It's also worth noting that some dry pigments can react quite violently with some resins with potentially dangerous results.

If you are trying a new combination the safest way is to mix a very small sample batch. Ideally this should be done outside in a safe area. Keep a metal bucket to hand to cover the sample if it shows any signs of getting a bit explody. In extreme cases it can catch fire, releasing toxic smoke and spit hot droplets of resin which can cause very serious eye damage.

Quote :
I've tried mixing brass powder with epoxy (quick set) as an experiment.  I got strange results.  The mixture looks dark grey -green!  There is a complex process of refraction and reflection whereby different colours are refracted or reflected differently in different directions as well, depending on particle size and density, so watch out if you expect it to look like real brass (or copper; I also tried that).  I have heard of "cold casting" and I have seen successful attempts using bronze, but perhaps the particle size is much smaller than the powder I was using and they use  really dense mixture..

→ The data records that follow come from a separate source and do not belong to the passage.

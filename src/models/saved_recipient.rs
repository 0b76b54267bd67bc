use chrono::{DateTime, Utc};
use sea_orm::entity::prelude::*;
use serde::{Deserialize, Serialize};

/// Address book entry, unique by label
#[derive(Clone, Debug, PartialEq, DeriveEntityModel, Serialize, Deserialize)]
#[sea_orm(table_name = "brt_saved_recipients")]
pub struct Model {
    #[sea_orm(primary_key)]
    pub id: i32,
    #[sea_orm(unique)]
    pub label: String,
    pub company_name: String,
    pub address: String,
    pub zip: String,
    pub city: String,
    pub province: Option<String>,
    pub country: String,
    pub contact_name: Option<String>,
    pub phone: Option<String>,
    pub email: Option<String>,
    pub created_at: DateTime<Utc>,
    pub updated_at: DateTime<Utc>,
}

#[derive(Copy, Clone, Debug, EnumIter, DeriveRelation)]
pub enum Relation {}

impl ActiveModelBehavior for ActiveModel {}
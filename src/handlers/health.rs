use axum::{
    extract::State,
    http::StatusCode,
    response::{IntoResponse, Json},
    routing::get,
    Router,
};
use serde::Serialize;
use serde_json::json;
use std::time::Instant;

use crate::AppState;

/// Component health status
#[derive(Debug, Clone, Copy, Serialize, PartialEq, Eq)]
#[serde(rename_all = "lowercase")]
pub enum ComponentStatus {
    Up,
    Down,
}

#[derive(Debug, Clone, Serialize)]
pub struct ComponentHealth {
    pub status: ComponentStatus,
    pub message: String,
    #[serde(skip_serializing_if = "Option::is_none")]
    pub latency_ms: Option<u64>,
}

#[derive(Debug, Clone, Serialize)]
pub struct HealthResponse {
    pub status: ComponentStatus,
    pub version: String,
    pub timestamp: String,
    pub uptime_secs: u64,
    pub database: ComponentHealth,
    pub storage: ComponentHealth,
}

/// Tracks application start time for uptime calculation
static START_TIME: std::sync::OnceLock<Instant> = std::sync::OnceLock::new();

pub fn init_start_time() {
    let _ = START_TIME.get_or_init(Instant::now);
}

fn get_uptime_secs() -> u64 {
    START_TIME.get().map(|t| t.elapsed().as_secs()).unwrap_or(0)
}

pub fn health_routes() -> Router<AppState> {
    Router::new()
        .route("/health", get(liveness_check))
        .route("/health/ready", get(readiness_check))
}

/// Liveness probe: the process answers.
async fn liveness_check() -> impl IntoResponse {
    Json(json!({
        "status": "up",
        "version": env!("CARGO_PKG_VERSION"),
        "git_hash": env!("GIT_HASH"),
        "timestamp": chrono::Utc::now().to_rfc3339()
    }))
}

/// Readiness probe: database reachable and uploads root present.
async fn readiness_check(State(state): State<AppState>) -> impl IntoResponse {
    let db_start = Instant::now();
    let db_result = crate::db::check_connection(&state.db).await;
    let database = ComponentHealth {
        status: if db_result.is_ok() {
            ComponentStatus::Up
        } else {
            ComponentStatus::Down
        },
        message: db_result.map_or_else(
            |e| format!("Connection failed: {}", e),
            |_| "Connection successful".to_string(),
        ),
        latency_ms: Some(db_start.elapsed().as_millis() as u64),
    };

    let root = state.services.artifacts.root();
    let storage_ok = tokio::fs::metadata(root)
        .await
        .map(|meta| meta.is_dir())
        .unwrap_or(false);
    let storage = ComponentHealth {
        status: if storage_ok {
            ComponentStatus::Up
        } else {
            ComponentStatus::Down
        },
        message: if storage_ok {
            "Uploads root available".to_string()
        } else {
            format!("Uploads root {} not found", root.display())
        },
        latency_ms: None,
    };

    // Only the database gates readiness
    let status = database.status;
    let status_code = match status {
        ComponentStatus::Up => StatusCode::OK,
        ComponentStatus::Down => StatusCode::SERVICE_UNAVAILABLE,
    };

    (
        status_code,
        Json(HealthResponse {
            status,
            version: env!("CARGO_PKG_VERSION").to_string(),
            timestamp: chrono::Utc::now().to_rfc3339(),
            uptime_secs: get_uptime_secs(),
            database,
            storage,
        }),
    )
}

You do need quite a high ratio of metal powder to resin to get good results. Exactly how much depends on the characteristics of the mould, the particle size, the type of resin and and other fillers, pigments or additives used.

The powder used also needs to be relatively fine, metal filings won't give the same result.

If you mix the powder with the resin you will usually need to cut back and buff the surface of the finished mould using a fine abrasive to get a good effect, this will also reduce the 'plastic' texture of the casting. Done right the effect is virtually indistinguishable from real metal, at least for satin or polished finishes.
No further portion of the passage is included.